Criminal Procedure – right to jury

A defendant charged with being a felon in possession of a firearm, as an armed career criminal, is not entitled to a jury trial on whether he is an armed career criminal.

“[T]he district judge was empowered to determine whether Elliott committed the burglaries on occasions different from one another. The Supreme Court in Almendarez-Torres held that a defendant’s recidivism is not an element of the offense which must be found by a jury beyond a reasonable doubt, but rather is a sentencing factor that may be found by the sentencing judge, even when recidivism increases the statutory maximum penalty to which the defendant is exposed. 523 U.S. at 239, 243-46, 118 S. Ct. at 1228-29, 1230-32. Almendarez-Torres has remained good law even as the Court in later decisions has recognized a defendant’s right to a jury finding on other factors that expose the defendant to a longer sentence. See Jones v.

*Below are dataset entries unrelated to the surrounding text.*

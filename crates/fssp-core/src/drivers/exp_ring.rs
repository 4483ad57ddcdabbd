//! Search for self-renormalizing tables on rings.
//!
//! A table solves this search when one step of it, read at base `b`, is
//! reproduced by `b` steps of the same table on the exponentiated
//! configuration, and the seed ring reaches all-F under it. The outer
//! iterator walks the ring trajectory one coarse step at a time; every step
//! runs an [`ExpansionSearch`] that extends the table found so far until the
//! renormalization closure of the current configuration is consistent.

use std::collections::HashSet;

use crate::config::ExpRingSearchConfig;
use crate::engine::{
    Backtracker, Choice, Contradiction, Firing, Problem, Refiner, Resolution, SearchStats, Step,
    Symmetry,
};
use crate::{Alphabet, Error, Result, RuleTable, Segment, Symbol, WindowQueue};

/// Extend a table so that every window reachable from `seed` renormalizes.
#[derive(Debug, Clone)]
pub struct ExpansionSearch {
    seed: Segment,
    base: usize,
    refiner: Refiner,
}

impl ExpansionSearch {
    pub fn new(seed: Segment, base: usize, refiner: Refiner) -> Self {
        Self { seed, base, refiner }
    }

    /// Check the closure of the seed, stopping at the first undecided step.
    fn close(&self, table: &mut RuleTable) -> std::result::Result<Option<Choice>, Contradiction> {
        let resolution = self.refiner.define_segment(table, &self.seed, Firing::Permitted)?;
        if let Resolution::Branch(choice) = resolution {
            return Ok(Some(choice));
        }

        let mut queue = WindowQueue::new(table.width(), 1);
        queue.enqueue(&self.seed);
        while let Some(window) = queue.dequeue() {
            let image = table.get(&window).ok_or(Contradiction)?;
            let mut segment = window.exponentiate(self.base, 1);
            for _ in 1..self.base {
                let resolution = self.refiner.define_segment(table, &segment, Firing::Forbidden)?;
                if let Resolution::Branch(choice) = resolution {
                    return Ok(Some(choice));
                }
                queue.enqueue(&segment);
                segment = segment.advance(table, 1).ok_or(Contradiction)?;
            }
            self.refiner.close_end_window(table, &segment, image)?;
            queue.enqueue(&segment);
        }
        Ok(None)
    }
}

impl Problem for ExpansionSearch {
    type State = ();
    type Output = RuleTable;

    // Every node re-runs the closure from the seed: the table only grows,
    // so the windows already checked are settled again without branching.
    fn explore(&self, _: (), mut table: RuleTable) -> Step<(), RuleTable> {
        match self.close(&mut table) {
            Ok(None) => Step::Found(table),
            Ok(Some(choice)) => Step::Branch { state: (), choice },
            Err(Contradiction) => Step::Contradiction,
        }
    }
}

#[derive(Debug)]
struct Frame {
    cfg: Segment,
    search: Backtracker<ExpansionSearch>,
}

/// Cursor over renormalizing tables that synchronize the seed ring.
#[derive(Debug)]
pub struct ExpRingSearch {
    base: usize,
    null: usize,
    refiner: Refiner,
    frames: Vec<Frame>,
    seen: HashSet<Segment>,
    finished: SearchStats,
}

impl ExpRingSearch {
    /// Validate `config` and position the cursor before the first solution.
    ///
    /// # Errors
    ///
    /// Returns an error for a base below 2, a zero nullity or ring length,
    /// a malformed working alphabet, or a seed table of the wrong width.
    pub fn new(config: &ExpRingSearchConfig) -> Result<Self> {
        if config.base < 2 {
            return Err(Error::invalid("base", format!("must be at least 2, got {}", config.base)));
        }
        if config.null == 0 {
            return Err(Error::invalid("null", "must be positive"));
        }
        if config.init_len == 0 {
            return Err(Error::invalid("init_len", "must be positive"));
        }
        let alphabet = Alphabet::from_working(&config.working)?;
        let initiator = alphabet
            .initiator()
            .ok_or_else(|| Error::invalid("working", "at least one working state is required"))?;

        let width = config.null + 1;
        let mut table = match config.seed_table() {
            Some(table) if table.width() != width => {
                return Err(Error::invalid(
                    "init_table",
                    format!("windows have width {}, expected {width}", table.width()),
                ));
            }
            Some(table) => table.clone(),
            None => RuleTable::new(width),
        };
        table.ensure_quiescent()?;

        let cfg = Segment::ring_seed(initiator, config.init_len);
        tracing::debug!(
            base = config.base,
            null = config.null,
            seed = %cfg,
            "starting exponential ring search"
        );
        let mut search = Self {
            base: config.base,
            null: config.null,
            refiner: Refiner::new(&alphabet, Symmetry::Asymmetric),
            frames: Vec::new(),
            seen: HashSet::from([cfg.clone()]),
            finished: SearchStats::default(),
        };
        let frame = search.frame(cfg, table);
        search.frames.push(frame);
        Ok(search)
    }

    fn frame(&self, cfg: Segment, table: RuleTable) -> Frame {
        let problem =
            ExpansionSearch::new(cfg.unroll_ring(self.null), self.base, self.refiner.clone());
        Frame {
            cfg,
            search: Backtracker::new(problem, (), table),
        }
    }

    /// Counters summed over every expansion search run so far.
    pub fn stats(&self) -> SearchStats {
        let mut stats = self.finished;
        for frame in &self.frames {
            stats += frame.search.stats();
        }
        stats
    }

    /// Number of coarse ring steps on the current trajectory.
    pub fn depth(&self) -> usize {
        self.frames.len()
    }
}

impl Iterator for ExpRingSearch {
    type Item = RuleTable;

    fn next(&mut self) -> Option<RuleTable> {
        while let Some(frame) = self.frames.last_mut() {
            let Some(table) = frame.search.next() else {
                let frame = self.frames.pop()?;
                self.finished += frame.search.stats();
                self.seen.remove(&frame.cfg);
                continue;
            };
            let Some(next) = frame.cfg.unroll_ring(self.null).advance(&table, 1) else {
                continue;
            };
            if next.is_uniform(Symbol::FIRING) {
                tracing::info!(steps = self.frames.len(), rules = table.len(), "ring fired");
                return Some(table);
            }
            if !self.seen.insert(next.clone()) {
                tracing::debug!(cfg = %next, "configuration recurred");
                continue;
            }
            let frame = self.frame(next, table);
            self.frames.push(frame);
        }
        None
    }
}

United States, 526 U.S. 227, 119 S. Ct. 1215 (1999); Apprendi v. New Jersey, supra, 530 U.S. 466, 120 S. Ct. 2348; Blakely v. Washington, 542 U.S. 296, 124 S. Ct. 2531 (2004); United States v. Booker, 543 U.S. 220, 125 S. Ct. 738 (2005); United States v. O’Brien, 130 S. Ct. 2169 (2010). Indeed, each of these cases has expressly cited the fact of a prior conviction as an exception to the rule it stated. Jones, 526 U.S. at 243 n.6, 119 S. Ct. at 1224 n.6; Apprendi, 530 U.S. at 490, 120 S. Ct. at 2362-63; Blakely, 542 U.S. at 301, 124 S. Ct. at 2536; Booker, 543 U.S. at 244, 125 S. Ct. at 756; O’Brien, 130 S. Ct. at 2174.”

Affirmed.

11-2766 U.S. v. Elliott

Appeal from the United States District Court for the Northern District of Indiana, Simon, J., Rovner, J.